Python ist 10 Jahre jünger als Smalltalk, von dem AFAIK self kommt. Dort ist es implizit, muss also nicht in der Parameterliste einer Methode aufgeführt werden. Allerdings gibt es in Smalltalk auch nur Methoden, keine Funktionen.
In Smalltalk gibt es auch keine Attribute, sodass man weiß, dass `foo bar` immer ein Aufruf der Methode `bar` in dem Objekt, welches in der Variablen `foo` steckt bedeutet. Smalltalk hat es nicht nötig, Name der Methode (auch Selektor genannt) und Variable mit einem Punkt aneinanderzuketten. Man kann auch nicht "von außen" auf Exemplarvariablen zugreifen, was dann zu folgendem Boilerplate-Code in der Klasse `Foo`, die eine Exemplarvariable `bar` haben möge, führt:
Das `^` ist der Return-Operator. Fehlt er, wird implizit `^self` ergänzt.
In Python gab es AFAIK zuerst Funktionen. Dann hat sich GvR überlegt, wie er mit dem, was er hatte, jetzt Objektorientierung einführen konnte und erkannt, dass das eigentlich nur ein paar Konventionen sind. `foo.bar()` ist eine Abkürzung für `foo_bar(foo)`, wobei jetzt `foo_bar` geeignet gewählt werden muss. Man stecke diese Funktion also in ein neues Objekt, das man Klasse nennt und schreibt dann `Foo.bar`. Will ich jetzt `bar` definieren, brauche ich einen Namen für den ersten (und in meinem Beispiel einzigen) Parameter und da fiel ihm wohl `self` als Konvention ein. Netter Nebeneffekt ist, dass `Foo.bar` eine (fast) ganz normale Funktion ist.
In Smalltalk kommt man normalerweise mit Methodenobjekten nicht direkt in Kontakt. Man kann zwar `Foo compiledMethodAt: #bar` benutzen, aber das ist bereits Metaprogrammierung und nicht mehr Teil des Sprachkerns.

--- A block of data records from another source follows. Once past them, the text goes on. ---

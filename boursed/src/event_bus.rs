//! Event bus for internal daemon communication.
//!
//! The event bus allows decoupled communication between:
//! - Price ingestion → Batch scheduler (reference price updates)
//! - Batch scheduler → observers (pass summaries)
//!
//! Uses tokio broadcast channels for fan-out to multiple receivers.

use bourse_domain::{InvestmentId, Price};
use chrono::{DateTime, Utc};
use tokio::sync::broadcast;

// =============================================================================
// Event Types
// =============================================================================

/// Events that flow through the daemon event bus.
#[derive(Debug, Clone)]
pub enum DaemonEvent {
    /// An investment's reference price changed
    PriceUpdated(PriceUpdate),

    /// A batch matching pass finished
    PassCompleted(PassSummary),

    /// Shutdown signal
    Shutdown,
}

/// Reference price update.
#[derive(Debug, Clone)]
pub struct PriceUpdate {
    /// Investment this update is for
    pub investment_id: InvestmentId,
    /// New reference price
    pub price: Price,
    /// When the price was recorded
    pub timestamp: DateTime<Utc>,
}

/// Outcome counts of one batch pass.
#[derive(Debug, Clone, PartialEq, Eq)]
pub struct PassSummary {
    /// Investment the pass was restricted to, if any
    pub investment_id: Option<InvestmentId>,
    pub completed: usize,
    pub skipped: usize,
    pub investments_scanned: usize,
}

// =============================================================================
// Event Bus
// =============================================================================

/// Event bus for daemon-wide communication.
///
/// Multiple producers can send events, and multiple consumers can receive.
pub struct EventBus {
    sender: broadcast::Sender<DaemonEvent>,
}

impl EventBus {
    /// Create a new event bus with specified capacity.
    ///
    /// Capacity determines how many events can be buffered before
    /// slow receivers start missing events (lagging).
    pub fn new(capacity: usize) -> Self {
        let (sender, _) = broadcast::channel(capacity);
        Self { sender }
    }

    /// Send an event to all subscribers.
    ///
    /// Returns the number of receivers that received the event,
    /// 0 if there are no active receivers.
    pub fn send(&self, event: DaemonEvent) -> usize {
        self.sender.send(event).unwrap_or(0)
    }

    /// Subscribe to events sent after this call.
    pub fn subscribe(&self) -> EventReceiver {
        EventReceiver { receiver: self.sender.subscribe() }
    }

    /// Get the number of active receivers.
    pub fn receiver_count(&self) -> usize {
        self.sender.receiver_count()
    }
}

impl Default for EventBus {
    fn default() -> Self {
        Self::new(1000)
    }
}

/// Receiver for daemon events.
pub struct EventReceiver {
    receiver: broadcast::Receiver<DaemonEvent>,
}

impl EventReceiver {
    /// Receive the next event.
    ///
    /// Returns `None` if the sender has been dropped, and an error
    /// description if the receiver lagged (missed events).
    pub async fn recv(&mut self) -> Option<Result<DaemonEvent, String>> {
        match self.receiver.recv().await {
            Ok(event) => Some(Ok(event)),
            Err(broadcast::error::RecvError::Closed) => None,
            Err(broadcast::error::RecvError::Lagged(count)) => {
                Some(Err(format!("Receiver lagged, missed {} events", count)))
            },
        }
    }

    /// Try to receive an event without blocking.
    pub fn try_recv(&mut self) -> Option<Result<DaemonEvent, String>> {
        match self.receiver.try_recv() {
            Ok(event) => Some(Ok(event)),
            Err(broadcast::error::TryRecvError::Empty) => None,
            Err(broadcast::error::TryRecvError::Closed) => None,
            Err(broadcast::error::TryRecvError::Lagged(count)) => {
                Some(Err(format!("Receiver lagged, missed {} events", count)))
            },
        }
    }
}

// =============================================================================
// Tests
// =============================================================================

#[cfg(test)]
mod tests {
    use super::*;
    use rust_decimal_macros::dec;
    use uuid::Uuid;

    #[tokio::test]
    async fn test_event_bus_send_recv() {
        let bus = EventBus::new(10);
        let mut receiver = bus.subscribe();
        let investment_id = Uuid::now_v7();

        bus.send(DaemonEvent::PriceUpdated(PriceUpdate {
            investment_id,
            price: Price::new(dec!(25)).unwrap(),
            timestamp: Utc::now(),
        }));

        match receiver.recv().await.unwrap().unwrap() {
            DaemonEvent::PriceUpdated(update) => {
                assert_eq!(update.investment_id, investment_id);
                assert_eq!(update.price.as_decimal(), dec!(25));
            },
            _ => panic!("Expected PriceUpdated event"),
        }
    }

    #[tokio::test]
    async fn test_event_bus_multiple_receivers() {
        let bus = EventBus::new(10);
        let mut receiver1 = bus.subscribe();
        let mut receiver2 = bus.subscribe();
        assert_eq!(bus.receiver_count(), 2);

        assert_eq!(bus.send(DaemonEvent::Shutdown), 2);

        assert!(matches!(receiver1.recv().await.unwrap().unwrap(), DaemonEvent::Shutdown));
        assert!(matches!(receiver2.recv().await.unwrap().unwrap(), DaemonEvent::Shutdown));
    }

    #[tokio::test]
    async fn test_event_bus_no_receivers() {
        let bus = EventBus::new(10);
        assert_eq!(bus.send(DaemonEvent::Shutdown), 0);
    }

    #[test]
    fn test_lagged_receiver_reports_missed_events() {
        let bus = EventBus::new(1);
        let mut receiver = bus.subscribe();

        bus.send(DaemonEvent::Shutdown);
        bus.send(DaemonEvent::Shutdown);

        assert!(matches!(receiver.try_recv(), Some(Err(_))));
        assert!(matches!(receiver.try_recv(), Some(Ok(DaemonEvent::Shutdown))));
        assert!(receiver.try_recv().is_none());
    }
}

Auch müsste man selbst die Suche in Oberklassen durchführen.
Zwischen Smalltalk und Python lag noch die Sprache Self, die z.B. Vorbild für JavaScript war. Man hat hier versucht, die Smalltalk-Essenz zu finden und dabei Klassen als entbehrlich erkannt.
Self hat Objekte mit Slots, in denen (neben normalen Objekten) Methoden stecken können. Variablen irgendeiner Art gibt es keine. Auch keine Kontrollstrukturen oder andere Syntax außer `^`, welches jedoch nur noch ein nicht-lokales-Return in Blöcken ist. Ein Objekt `foo: (| bar. |)` hat einen Slot namens bar, den man mit `foo bar` abfragen und mit `foo bar: 1` setzen kann. `bar` und `bar:` sind nicht mehr wie in Smalltalk explizit zu schreibende Zugriffsfunktionen sondern primitive Slotzugriffe und damit eher mit Python-Attributen zu vergleichen. Im Gegensatz zu Python kann man sie aber nicht überschreiben. Will eine Methode `baz` des Objekts `foo` auf `bar` zugreifen, muss man (das implizit gebundene) `self` benutzen: `(| bar. baz = (self bar + 1) |)`. Würde man in der Methode nur `bar` benutzen, wäre es wie eine lokale Variable, nämlich ein Slot des aktiven Kontextobjekts, den man in jeder Methode mit dem leeren Empfänger (bei `foo bar` ist `foo` der Empfänger der Nachricht `bar`) ansprechen kann.
Das ist herrlich einfach und dennoch mächtig und extrem objektorientiert. So hätte man's in Python auch regeln können.
Dort hat man sich aber stattdessen dafür entschieden, lieber alles als Funktionen zu sehen und Objekte und Methoden als Speziallfall davon anzusehen. Ein bisschen so wie bei Lisp, wo objektorientierte Erweiterungen traditionell generische Funktionen sind, die über alle ihre Argumente zur richtigen Multimethode dispatchen. Betrachtet man nur das erste (explizite) Argument, dann funktioniert es so wie bei Python.